Paperless Office is Still a Far Cry from Reality
Six characteristics to look for in a solution to move your organization to the “paperless office” goal.
- By Sameer Samat
The promise of an entirely paperless office, in which computer technology replaces paper forever, has been a popular topic of debate for more than three decades. Businesses large and small have looked forward to reducing the amount of paper consumed for obvious reasons—to reduce costs and increase efficiency.
In a March 2002 New Yorker article, Malcolm Gladwell reviewed “The Myth of the Paperless Office” by Abigail J. Sellen and Richard H. R. Harper. The book examined the reasons why the vision of the paperless office had failed to materialize. It’s not surprising that the authors conclude the paperless office is not a realistic goal; rather businesses should endeavor to find a middle ground. Gladwell even noted that paper consumption at the time was on the rise.
Fast forward to 2006 and the paperless office is far from reality. E-forms technology has matured, but it still hasn’t fully taken off due to the slow adoption rates of e-signature technology in part because humans, by nature, are averse to change.
Forms critical to records management aren’t going away just yet, especially in paper-intensive industries, including insurance, banking, health care, and state and local government. By design, organizations in these industries face several challenges in translating their business to the digital world.
One significant challenge is that today’s workforce is increasingly mobile. This holds especially true for insurance companies (where employees often work from home offices) and in state and local law enforcement agencies (where employees spend most of their time in the field). Employees in these industries have something in common: they record data on paper forms and submit these reports to a central or regional office. The forms are reviewed and sent to a corporate office for approval.
In these business environments, the issue isn’t that the document is in paper format. Instead, it’s a workflow issue. This is exactly the point that Sellen and Harper make: there needs to be a happy medium between paper and technology. Some forms will continue to remain in the paper realm.
Consider how many paper forms have been developed. Consider a motor vehicles department with forms available on its Web site in Adobe PDF format that can be printed and filled in at home. These forms, while one step closer to digital format, are still filled out manually.
Another significant challenge facing organizations is security. In today’s business environment, organizations need to be more sensitive about how transmitted data complies with industry regulations and privacy laws. There is also a need for accountability. Organizations still largely paper-forms heavy need to accurately capture and transmit these forms into a central repository for processing.
For example, many government entities still use digital senders, which are essentially modified printers and scanners that allow for IP-based faxing. This allows a user to scan a paper document and send it to a computer IP address. In this case, there is no accountability as a cover sheet is the only way to determine the source of the document. There is the potential for the document to go to a false server where someone could modify the data.

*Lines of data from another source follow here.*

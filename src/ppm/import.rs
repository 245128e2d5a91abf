use super::domain::PpmRecord;
use super::schedule::PpmSchedule;
use super::transform::{transform_json, transform_rows, Row, TransformError, TransformOptions};
use serde_json::Value;
use std::io::Read;
use std::path::Path;
use tracing::info;

#[derive(Debug)]
pub enum PpmImportError {
    Io(std::io::Error),
    Csv(csv::Error),
    Json(serde_json::Error),
    Transform(TransformError),
}

impl std::fmt::Display for PpmImportError {
    fn fmt(&self, f: &mut std::fmt::Formatter<'_>) -> std::fmt::Result {
        match self {
            PpmImportError::Io(err) => write!(f, "failed to read PPM export: {}", err),
            PpmImportError::Csv(err) => write!(f, "invalid PPM CSV data: {}", err),
            PpmImportError::Json(err) => write!(f, "invalid PPM JSON data: {}", err),
            PpmImportError::Transform(err) => {
                write!(f, "could not build PPM records from export: {}", err)
            }
        }
    }
}

impl std::error::Error for PpmImportError {
    fn source(&self) -> Option<&(dyn std::error::Error + 'static)> {
        match self {
            PpmImportError::Io(err) => Some(err),
            PpmImportError::Csv(err) => Some(err),
            PpmImportError::Json(err) => Some(err),
            PpmImportError::Transform(err) => Some(err),
        }
    }
}

impl From<std::io::Error> for PpmImportError {
    fn from(err: std::io::Error) -> Self {
        Self::Io(err)
    }
}

impl From<csv::Error> for PpmImportError {
    fn from(err: csv::Error) -> Self {
        Self::Csv(err)
    }
}

impl From<serde_json::Error> for PpmImportError {
    fn from(err: serde_json::Error) -> Self {
        Self::Json(err)
    }
}

impl From<TransformError> for PpmImportError {
    fn from(err: TransformError) -> Self {
        Self::Transform(err)
    }
}

/// Reads tracker exports (CSV or JSON) into PPM records.
#[derive(Debug, Clone)]
pub struct PpmImporter {
    schedule: PpmSchedule,
    options: TransformOptions,
}

impl PpmImporter {
    pub fn new(schedule: PpmSchedule, options: TransformOptions) -> Self {
        Self { schedule, options }
    }

    pub fn schedule(&self) -> &PpmSchedule {
        &self.schedule
    }

    pub fn csv_from_path<P: AsRef<Path>>(&self, path: P) -> Result<Vec<PpmRecord>, PpmImportError> {
        let file = std::fs::File::open(path)?;
        self.csv_from_reader(file)
    }

    pub fn csv_from_reader<R: Read>(&self, reader: R) -> Result<Vec<PpmRecord>, PpmImportError> {
        let rows = read_csv_rows(reader)?;
        let records = transform_rows(&rows, &self.schedule, self.options)?;
        log_import("csv", rows.len(), records.len());
        Ok(records)
    }

    pub fn json_from_path<P: AsRef<Path>>(
        &self,
        path: P,
    ) -> Result<Vec<PpmRecord>, PpmImportError> {
        let file = std::fs::File::open(path)?;
        self.json_from_reader(file)
    }

    pub fn json_from_reader<R: Read>(&self, reader: R) -> Result<Vec<PpmRecord>, PpmImportError> {
        let value: Value = serde_json::from_reader(reader)?;
        self.json_from_value(&value)
    }

    pub fn json_from_value(&self, value: &Value) -> Result<Vec<PpmRecord>, PpmImportError> {
        let records = transform_json(value, &self.schedule, self.options)?;
        let rows = value.as_array().map_or(0, Vec::len);
        log_import("json", rows, records.len());
        Ok(records)
    }

    pub fn rows(&self, rows: &[Row]) -> Result<Vec<PpmRecord>, PpmImportError> {
        let records = transform_rows(rows, &self.schedule, self.options)?;
        log_import("rows", rows.len(), records.len());
        Ok(records)
    }
}

impl Default for PpmImporter {
    fn default() -> Self {
        Self::new(PpmSchedule::standard(), TransformOptions::default())
    }
}

/// Every CSV cell becomes a string value keyed by its header.
fn read_csv_rows<R: Read>(reader: R) -> Result<Vec<Row>, csv::Error> {
    let mut csv_reader = csv::ReaderBuilder::new()
        .trim(csv::Trim::All)
        .flexible(true)
        .from_reader(reader);
    let headers = csv_reader.headers()?.clone();
    let mut rows = Vec::new();

    for record in csv_reader.records() {
        let record = record?;
        let row: Row = headers
            .iter()
            .map(|header| header.trim_start_matches('\u{feff}'))
            .zip(record.iter())
            .map(|(header, cell)| (header.to_string(), Value::String(cell.to_string())))
            .collect();
        rows.push(row);
    }

    Ok(rows)
}

fn log_import(source: &'static str, rows: usize, records: usize) {
    info!(
        source,
        rows,
        records,
        skipped = rows.saturating_sub(records),
        "imported PPM records"
    );
}
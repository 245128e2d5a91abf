use super::routes::router;
use super::AppState;
use crate::config::AppConfig;
use crate::error::AppError;
use crate::telemetry::{self, LogSink};
use axum::Extension;
use axum_prometheus::PrometheusMetricLayer;
use std::sync::atomic::{AtomicBool, Ordering};
use std::sync::Arc;
use tracing::info;

#[derive(Debug, Default)]
pub struct ServeOptions {
    pub host: Option<String>,
    pub port: Option<u16>,
}

pub async fn run(mut options: ServeOptions) -> Result<(), AppError> {
    let mut config = AppConfig::load()?;

    if let Some(host) = options.host.take() {
        config.server.host = host;
    }
    if let Some(port) = options.port.take() {
        config.server.port = port;
    }

    telemetry::init(&config.telemetry, LogSink::Stdout)?;

    let (prometheus_layer, prometheus_handle) = PrometheusMetricLayer::pair();
    let readiness_flag = Arc::new(AtomicBool::new(false));
    let state = AppState {
        readiness: readiness_flag.clone(),
        metrics: Arc::new(prometheus_handle),
        ppm: Arc::new(config.ppm.clone()),
    };

    let app = router().layer(Extension(state)).layer(prometheus_layer);

    let addr = config.server.socket_addr()?;
    let listener = tokio::net::TcpListener::bind(addr).await?;
    readiness_flag.store(true, Ordering::Release);

    info!(?config.environment, %addr, "ppm tracker ready");

    axum::serve(listener, app).await?;
    Ok(())
}
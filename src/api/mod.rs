//! HTTP surface serving PPM reports as JSON.

mod routes;
mod server;

use crate::config::PpmConfig;
use chrono::NaiveDate;
use metrics_exporter_prometheus::PrometheusHandle;
use serde::Deserialize;
use std::sync::atomic::AtomicBool;
use std::sync::Arc;

pub use routes::{router, PpmDataSource, PpmReportRequest, PpmReportResponse};
pub use server::{run, ServeOptions};

#[derive(Clone)]
pub struct AppState {
    pub readiness: Arc<AtomicBool>,
    pub metrics: Arc<PrometheusHandle>,
    pub ppm: Arc<PpmConfig>,
}

pub fn parse_date(raw: &str) -> Result<NaiveDate, String> {
    NaiveDate::parse_from_str(raw.trim(), "%Y-%m-%d")
        .map_err(|err| format!("failed to parse '{raw}' as YYYY-MM-DD ({err})"))
}

pub(crate) fn deserialize_optional_date<'de, D>(
    deserializer: D,
) -> Result<Option<NaiveDate>, D::Error>
where
    D: serde::Deserializer<'de>,
{
    let opt = Option::<String>::deserialize(deserializer)?;
    opt.map(|value| parse_date(&value).map_err(serde::de::Error::custom))
        .transpose()
}
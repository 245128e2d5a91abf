use crate::config::ConfigError;
use crate::ppm::{PpmImportError, ScheduleError};
use crate::telemetry::TelemetryError;
use axum::http::StatusCode;
use axum::response::{IntoResponse, Response};
use axum::Json;
use serde_json::json;
use std::fmt;

#[derive(Debug)]
pub enum AppError {
    Config(ConfigError),
    Telemetry(TelemetryError),
    Io(std::io::Error),
    Schedule(ScheduleError),
    Import(PpmImportError),
    BadRequest(String),
}

impl fmt::Display for AppError {
    fn fmt(&self, f: &mut fmt::Formatter<'_>) -> fmt::Result {
        match self {
            AppError::Config(err) => write!(f, "configuration error: {}", err),
            AppError::Telemetry(err) => write!(f, "telemetry error: {}", err),
            AppError::Io(err) => write!(f, "io error: {}", err),
            AppError::Schedule(err) => write!(f, "schedule error: {}", err),
            AppError::Import(err) => write!(f, "import error: {}", err),
            AppError::BadRequest(detail) => write!(f, "bad request: {}", detail),
        }
    }
}

impl std::error::Error for AppError {
    fn source(&self) -> Option<&(dyn std::error::Error + 'static)> {
        match self {
            AppError::Config(err) => Some(err),
            AppError::Telemetry(err) => Some(err),
            AppError::Io(err) => Some(err),
            AppError::Schedule(err) => Some(err),
            AppError::Import(err) => Some(err),
            AppError::BadRequest(_) => None,
        }
    }
}

impl IntoResponse for AppError {
    fn into_response(self) -> Response {
        let status = match self {
            AppError::Import(_) | AppError::Schedule(_) | AppError::BadRequest(_) => {
                StatusCode::BAD_REQUEST
            }
            AppError::Config(_) | AppError::Telemetry(_) | AppError::Io(_) => {
                StatusCode::INTERNAL_SERVER_ERROR
            }
        };

        let body = Json(json!({ "error": self.to_string() }));
        (status, body).into_response()
    }
}

impl From<ConfigError> for AppError {
    fn from(value: ConfigError) -> Self {
        Self::Config(value)
    }
}

impl From<TelemetryError> for AppError {
    fn from(value: TelemetryError) -> Self {
        Self::Telemetry(value)
    }
}

impl From<std::io::Error> for AppError {
    fn from(value: std::io::Error) -> Self {
        Self::Io(value)
    }
}

impl From<ScheduleError> for AppError {
    fn from(value: ScheduleError) -> Self {
        Self::Schedule(value)
    }
}

impl From<PpmImportError> for AppError {
    fn from(value: PpmImportError) -> Self {
        Self::Import(value)
    }
}
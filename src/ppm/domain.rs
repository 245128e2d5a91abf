use serde::{Deserialize, Serialize};

/// Outcome of one inspection cycle.
#[derive(Debug, Clone, Copy, PartialEq, Eq, Hash, Serialize, Deserialize)]
#[serde(rename_all = "snake_case")]
pub enum PpmStatus {
    Completed,
    Pending,
    InProgress,
}

impl PpmStatus {
    pub const fn ordered() -> [Self; 3] {
        [Self::Completed, Self::InProgress, Self::Pending]
    }

    pub const fn label(self) -> &'static str {
        match self {
            Self::Completed => "PPM Completed",
            Self::Pending => "PPM Pending",
            Self::InProgress => "PPM In Progress",
        }
    }

    /// Recognizes both the tracker labels ("PPM Completed") and the bare
    /// status words ("completed", "in-progress"). Case and spacing are ignored.
    pub fn parse(value: &str) -> Option<Self> {
        let normalized = value
            .split(|c: char| c.is_whitespace() || c == '-' || c == '_')
            .filter(|part| !part.is_empty())
            .collect::<Vec<_>>()
            .join(" ")
            .to_ascii_lowercase();
        let bare = normalized
            .strip_prefix("ppm ")
            .unwrap_or(normalized.as_str());

        match bare {
            "completed" | "complete" | "done" => Some(Self::Completed),
            "pending" => Some(Self::Pending),
            "in progress" | "inprogress" | "ongoing" => Some(Self::InProgress),
            _ => None,
        }
    }
}

/// One inspection cycle of a tracked location/equipment pair.
#[derive(Debug, Clone, PartialEq, Eq, Serialize, Deserialize)]
pub struct PpmPeriod {
    /// Opaque cycle label such as `Dec-24`.
    pub date: String,
    pub status: PpmStatus,
    pub findings: String,
    pub findings_status: String,
}

impl PpmPeriod {
    pub fn has_findings(&self) -> bool {
        !self.findings.trim().is_empty()
    }
}

#[derive(Debug, Clone, PartialEq, Eq, Serialize, Deserialize)]
pub struct PpmRecord {
    pub id: u32,
    pub location: String,
    /// May pack several names separated by commas.
    pub equipment: String,
    pub periods: Vec<PpmPeriod>,
}

impl PpmRecord {
    pub fn period(&self, label: &str) -> Option<&PpmPeriod> {
        self.periods.iter().find(|period| period.date == label)
    }

    pub fn equipment_names(&self) -> impl Iterator<Item = &str> {
        self.equipment
            .split(',')
            .map(str::trim)
            .filter(|name| !name.is_empty())
    }
}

To address this business challenge and meet the requirements of effective and secure information capture and transfer, significant improvements have been made to scanning technology solutions. Organizations can integrate content capture technologies into enterprise-wide applications, moving beyond traditional database applications to further streamline business process management.
Finding a Solution
While a scanner may seem like a rather simple technology, consider these characteristics when choosing a solution:
- Data Security: Since your scanner will be directly integrated with software applications in your organization, carefully evaluate a scanning solution from a security perspective. Look for advanced security capabilities (such as encryption) to ensure the integrity of your data. Public folders, thumb drives, and USB drives all pose security risks. All communication between the scanner and the host application can all be done today through secured Web services. Also, the installation of scanning software and drivers creates other security problems since administrator rights are needed to install them on Windows-based PCs.
- Simplicity: Many scanning solutions are difficult to set up and present a configuration management nightmare. However, new technologies can help bridge the gap between paper and the digital divide. They can be easily installed by non-technical personnel; IT managers can configure settings and manage updates centrally. Users can use pure, browser-based clients to scan without the need for ActiveX controls or Java applets.
- Platform Neutrality: You solution should support multiple operating platforms. This way, administrators won’t have to work around other vendors’ operating system upgrades.
- Standards Based: Today’s enterprise architectures are moving toward a service-oriented architecture (SOA) model. To take advantage of your scanning solution, an administrator needs to be able to easily integrate it into an organization’s existing SOA-based applications. When evaluating a solution, be sure it offers a software developer kit that includes relevant Web service APIs to eliminate development challenges.
- Ease of Use: Make sure the scanning solution is easy to use for employees at all levels. If not, you will face challenges with adoption rates, which in turn will negatively impact ROI.
- Ease of Deployment: The solution must be easy to deploy and set up in a remote office—as easy as plugging in a scanner.
If the past can foretell anything about the future, it’s a safe bet that organizations will not be paperless anytime soon. As technology evolves, we’ll see new opportunities to increase efficiencies in records management, which in turn will help streamline business processes. Let’s check back in ten years to see if we’ve made progress or if the paperless office remains a myth.